Who do we blame? Do we blame the police? Do we blame the Kanto Rengo crew for killing a man after dancing hours, thus reminding everyone the AELs were being ignored? The answer is complicated.
Let’s start with the obvious: Believe it or not, it really is illegal to dance after midnight in most venues in Japan. This fact was well covered last year in “Odotte wa Ikenai Kuni, Nihon (Japan: The Land Where You Can’t Dance),” a book edited by music writer Ryo Isobe. As it explains there, longstanding AELs were revised during the postwar Allied Occupation to clamp down on then-infamous “dance halls” that were thinly disguised venues of prostitution.
Now, decades on, “dance halls” have been replaced by clubs, discos and bars with dance floors; they are not proxy brothels. The places people dance have changed, as have the customers; the laws have not.
I don’t think there is anyone who would argue that dancing itself is dangerous or unhealthy. In fact it is part of the national educational curriculum in Japan. Some forms of dance are considered cultural treasures. So why would dancing at a club after midnight miraculously transform into a threat to public welfare? Do dancers morph into rampaging werewolves as the clock strikes midnight?

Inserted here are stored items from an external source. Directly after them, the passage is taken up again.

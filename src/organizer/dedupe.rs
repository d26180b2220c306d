use crate::error::StateCorruptionError;
use crate::organizer::fingerprint::FileFingerprint;
use crate::organizer::warn::Incident;
use anyhow::{Context, Result};
use chrono::{DateTime, Local};
use serde::{Deserialize, Serialize};
use std::collections::HashMap;
use std::fs;
use std::io::Write;
use std::path::{Path, PathBuf};

/// One archived artifact. Written once per fingerprint, never rewritten.
#[derive(Debug, Clone, PartialEq, Eq, Serialize, Deserialize)]
pub struct ArchiveEntry {
    pub fingerprint: FileFingerprint,
    pub vault_path: PathBuf,
    pub source_filename: String,
    pub ingested_at: DateTime<Local>,
}

/// Fingerprint ledger backed by an append-only JSONL file.
#[derive(Debug)]
pub struct DuplicateIndex {
    ledger: PathBuf,
    entries: HashMap<FileFingerprint, ArchiveEntry>,
}

impl DuplicateIndex {
    pub fn open(ledger: &Path) -> Result<Self> {
        let (entries, repair) = read_ledger(ledger)?;
        match repair {
            Some(TailRepair::Truncate(valid_len)) => truncate_ledger(ledger, valid_len)?,
            Some(TailRepair::Terminate) => terminate_ledger(ledger)?,
            None => {}
        }
        Ok(Self {
            ledger: ledger.to_path_buf(),
            entries,
        })
    }

    /// Loads without repairing a torn tail; for read-only callers.
    pub fn inspect(ledger: &Path) -> Result<Self> {
        let (entries, _) = read_ledger(ledger)?;
        Ok(Self {
            ledger: ledger.to_path_buf(),
            entries,
        })
    }

    pub fn contains(&self, fingerprint: &FileFingerprint) -> bool {
        self.entries.contains_key(fingerprint)
    }

    pub fn get(&self, fingerprint: &FileFingerprint) -> Option<&ArchiveEntry> {
        self.entries.get(fingerprint)
    }

    pub fn len(&self) -> usize {
        self.entries.len()
    }

    pub fn is_empty(&self) -> bool {
        self.entries.is_empty()
    }

    /// Returns `false` when the fingerprint was already recorded; the ledger
    /// is left untouched in that case.
    pub fn record(&mut self, entry: ArchiveEntry) -> Result<bool> {
        if self.entries.contains_key(&entry.fingerprint) {
            return Ok(false);
        }
        append_ledger(&self.ledger, &entry)?;
        self.entries.insert(entry.fingerprint.clone(), entry);
        Ok(true)
    }
}

fn append_ledger(path: &Path, entry: &ArchiveEntry) -> Result<()> {
    if let Some(parent) = path.parent() {
        fs::create_dir_all(parent)
            .with_context(|| format!("failed to create {}", parent.display()))?;
    }
    let line = format!("{}\n", serde_json::to_string(entry)?);
    let mut file = fs::OpenOptions::new()
        .create(true)
        .append(true)
        .open(path)
        .with_context(|| format!("failed to open {}", path.display()))?;
    file.write_all(line.as_bytes())
        .with_context(|| format!("failed to append {}", path.display()))?;
    file.sync_data()?;
    Ok(())
}

fn truncate_ledger(path: &Path, valid_len: u64) -> Result<()> {
    let file = fs::OpenOptions::new()
        .write(true)
        .open(path)
        .with_context(|| format!("failed to open {}", path.display()))?;
    file.set_len(valid_len)
        .with_context(|| format!("failed to truncate {}", path.display()))?;
    file.sync_all()?;
    Ok(())
}

/// What `open` has to do to an unterminated final line before appending.
#[derive(Debug, Clone, Copy, PartialEq, Eq)]
enum TailRepair {
    /// Torn record: cut the file back to this many bytes.
    Truncate(u64),
    /// Complete record missing only its newline.
    Terminate,
}

fn terminate_ledger(path: &Path) -> Result<()> {
    let mut file = fs::OpenOptions::new()
        .append(true)
        .open(path)
        .with_context(|| format!("failed to open {}", path.display()))?;
    file.write_all(b"\n")
        .with_context(|| format!("failed to terminate {}", path.display()))?;
    file.sync_data()?;
    Ok(())
}

type LedgerContents = (HashMap<FileFingerprint, ArchiveEntry>, Option<TailRepair>);

fn corrupt(path: &Path, reason: String) -> anyhow::Error {
    StateCorruptionError {
        path: path.to_path_buf(),
        reason,
    }
    .into()
}

/// Loads every entry. Terminated lines must all parse; bytes after the last
/// newline come from an interrupted append and are judged on their own.
fn read_ledger(path: &Path) -> Result<LedgerContents> {
    let mut out = HashMap::new();
    if !path.exists() {
        return Ok((out, None));
    }
    let raw = fs::read(path).with_context(|| format!("failed to read {}", path.display()))?;
    let body_len = raw.iter().rposition(|b| *b == b'\n').map_or(0, |pos| pos + 1);
    let (body, tail) = raw.split_at(body_len);

    let body = std::str::from_utf8(body)
        .map_err(|err| corrupt(path, format!("ledger is not valid UTF-8: {err}")))?;
    for (idx, line) in body.lines().enumerate() {
        let trimmed = line.trim();
        if trimmed.is_empty() {
            continue;
        }
        let entry: ArchiveEntry = serde_json::from_str(trimmed)
            .map_err(|err| corrupt(path, format!("ledger line {}: {err}", idx + 1)))?;
        out.entry(entry.fingerprint.clone()).or_insert(entry);
    }

    if tail.is_empty() {
        return Ok((out, None));
    }
    let parsed = std::str::from_utf8(tail)
        .map_err(|err| err.to_string())
        .map(str::trim)
        .and_then(|text| {
            if text.is_empty() {
                Err("blank".to_string())
            } else {
                serde_json::from_str::<ArchiveEntry>(text).map_err(|err| err.to_string())
            }
        });
    let repair = match parsed {
        Ok(entry) => {
            out.entry(entry.fingerprint.clone()).or_insert(entry);
            TailRepair::Terminate
        }
        Err(err) => {
            Incident::new("LEDGER_TORN_TAIL")
                .with("file", path.display().to_string())
                .with("action", "skip-line")
                .with("err", err)
                .emit();
            TailRepair::Truncate(body_len as u64)
        }
    };
    Ok((out, Some(repair)))
}

#[cfg(test)]
mod tests {
    use super::{ArchiveEntry, DuplicateIndex};
    use crate::error::StateCorruptionError;
    use crate::organizer::fingerprint::FileFingerprint;
    use chrono::Local;
    use std::fs;
    use std::path::PathBuf;
    use tempfile::tempdir;

    fn entry(content: &[u8], name: &str) -> ArchiveEntry {
        ArchiveEntry {
            fingerprint: FileFingerprint::of_bytes(content),
            vault_path: PathBuf::from(format!("/vault/Archive/{name}")),
            source_filename: name.to_string(),
            ingested_at: Local::now(),
        }
    }

    #[test]
    fn record_is_idempotent_and_survives_reopen() {
        let tmp = tempdir().expect("tempdir");
        let ledger = tmp.path().join("archive_ledger.jsonl");

        let mut index = DuplicateIndex::open(&ledger).expect("open");
        assert!(index.is_empty());
        assert!(index.record(entry(b"A", "a.jpg")).expect("first"));
        assert!(!index.record(entry(b"A", "again.jpg")).expect("second"));
        assert_eq!(index.len(), 1);

        let raw = fs::read_to_string(&ledger).expect("read");
        assert_eq!(raw.lines().count(), 1);

        let reopened = DuplicateIndex::open(&ledger).expect("reopen");
        let fp = FileFingerprint::of_bytes(b"A");
        assert!(reopened.contains(&fp));
        assert_eq!(
            reopened.get(&fp).map(|e| e.source_filename.as_str()),
            Some("a.jpg")
        );
    }

    #[test]
    fn torn_final_line_is_skipped() {
        let tmp = tempdir().expect("tempdir");
        let ledger = tmp.path().join("archive_ledger.jsonl");
        let good = serde_json::to_string(&entry(b"A", "a.jpg")).expect("json");
        fs::write(&ledger, format!("{good}\n{{\"fingerprint\":\"ab")).expect("write");

        let mut index = DuplicateIndex::open(&ledger).expect("open");
        assert_eq!(index.len(), 1);
        assert_eq!(fs::read_to_string(&ledger).expect("read"), format!("{good}\n"));

        assert!(index.record(entry(b"B", "b.jpg")).expect("append"));
        let reopened = DuplicateIndex::open(&ledger).expect("reopen");
        assert_eq!(reopened.len(), 2);
    }

    #[test]
    fn malformed_interior_line_is_state_corruption() {
        let tmp = tempdir().expect("tempdir");
        let ledger = tmp.path().join("archive_ledger.jsonl");
        let good = serde_json::to_string(&entry(b"A", "a.jpg")).expect("json");
        fs::write(&ledger, format!("not json\n{good}\n")).expect("write");

        let err = DuplicateIndex::open(&ledger).expect_err("should fail");
        assert!(err.chain().any(|c| c.is::<StateCorruptionError>()));
    }

    #[test]
    fn complete_but_unterminated_line_is_kept_and_terminated() {
        let tmp = tempdir().expect("tempdir");
        let ledger = tmp.path().join("archive_ledger.jsonl");
        let good = serde_json::to_string(&entry(b"A", "a.jpg")).expect("json");
        fs::write(&ledger, &good).expect("write");

        let mut index = DuplicateIndex::open(&ledger).expect("open");
        assert!(index.contains(&FileFingerprint::of_bytes(b"A")));
        assert_eq!(fs::read_to_string(&ledger).expect("read"), format!("{good}\n"));

        assert!(index.record(entry(b"B", "b.jpg")).expect("append"));
        let reopened = DuplicateIndex::open(&ledger).expect("reopen");
        assert_eq!(reopened.len(), 2);
    }

    #[test]
    fn tail_cut_inside_multibyte_char_is_dropped() {
        let tmp = tempdir().expect("tempdir");
        let ledger = tmp.path().join("archive_ledger.jsonl");
        let good = serde_json::to_string(&entry(b"A", "a.jpg")).expect("json");
        let accented = serde_json::to_string(&entry(b"B", "caf\u{e9}.jpg")).expect("json");
        let cut = accented.find('\u{e9}').expect("accent") + 1;
        let mut raw = format!("{good}\n").into_bytes();
        raw.extend_from_slice(&accented.as_bytes()[..cut]);
        fs::write(&ledger, &raw).expect("write");

        let mut index = DuplicateIndex::open(&ledger).expect("open");
        assert_eq!(index.len(), 1);
        assert_eq!(fs::read_to_string(&ledger).expect("read"), format!("{good}\n"));

        assert!(index.record(entry(b"B", "caf\u{e9}.jpg")).expect("append"));
        assert_eq!(DuplicateIndex::open(&ledger).expect("reopen").len(), 2);
    }

    #[test]
    fn inspect_reads_unterminated_entry_without_writing() {
        let tmp = tempdir().expect("tempdir");
        let ledger = tmp.path().join("archive_ledger.jsonl");
        let good = serde_json::to_string(&entry(b"A", "a.jpg")).expect("json");
        fs::write(&ledger, &good).expect("write");

        assert_eq!(DuplicateIndex::inspect(&ledger).expect("inspect").len(), 1);
        assert_eq!(fs::read_to_string(&ledger).expect("read"), good);
    }
}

There is no logical answer.
One unofficial answer a senior police officer gave was: “It’s much easier to raid a dance club on violations of the AELs than it is to get a warrant for a drug search. Dance clubs are hotbeds of drug activity.”
Maybe that’s partially true. At some dance parties, there may be people using ecstasy (MDMA). Others may be getting so drunk that they get alcohol poisoning. There will also be people just dancing. Should all late-night dancing be banned because of a few reckless people?
The hardline enforcement of forgotten laws may make the police look good in some people’s eyes. It is a nuisance for everyone else. It hurts the business of legitimate clubs and discourages people from staying out late, making nightlife boring. If there’s no place to dance after midnight, many people will go home.
It’s bad for tourism, too. “Tokyo: The City That Sleeps Before Midnight” — try luring overseas visitors with that slogan.
Ultimately, though, besides stomping on a simple pleasure and hurting the economy, the police raids encourage corruption, because late-night clubs will either go out of business or pay bribes and protection money to stay off their hit lists.
That brings us to another reason for the War on Dance, which stems in part from nationwide Organized Crime Exclusionary Ordinances (OCEOs) that went into effect on Oct. 1, 2011. In the old days, the clubs paid off the local (officially designated) yakuza; in return, they often got advance notice when a token raid was coming. The yakuzas also provided muscle when customers got out of line and generally kept local street crime down: no muggings, purse-snatching or theft allowed. The smart clubs avoided getting shut down, kept pushers off the premises — and people felt safe patronizing them.
The police knew if clubs were operating way past legal hours, but enforcement was so sparse that late-night dancing existed in a comfortable gray zone.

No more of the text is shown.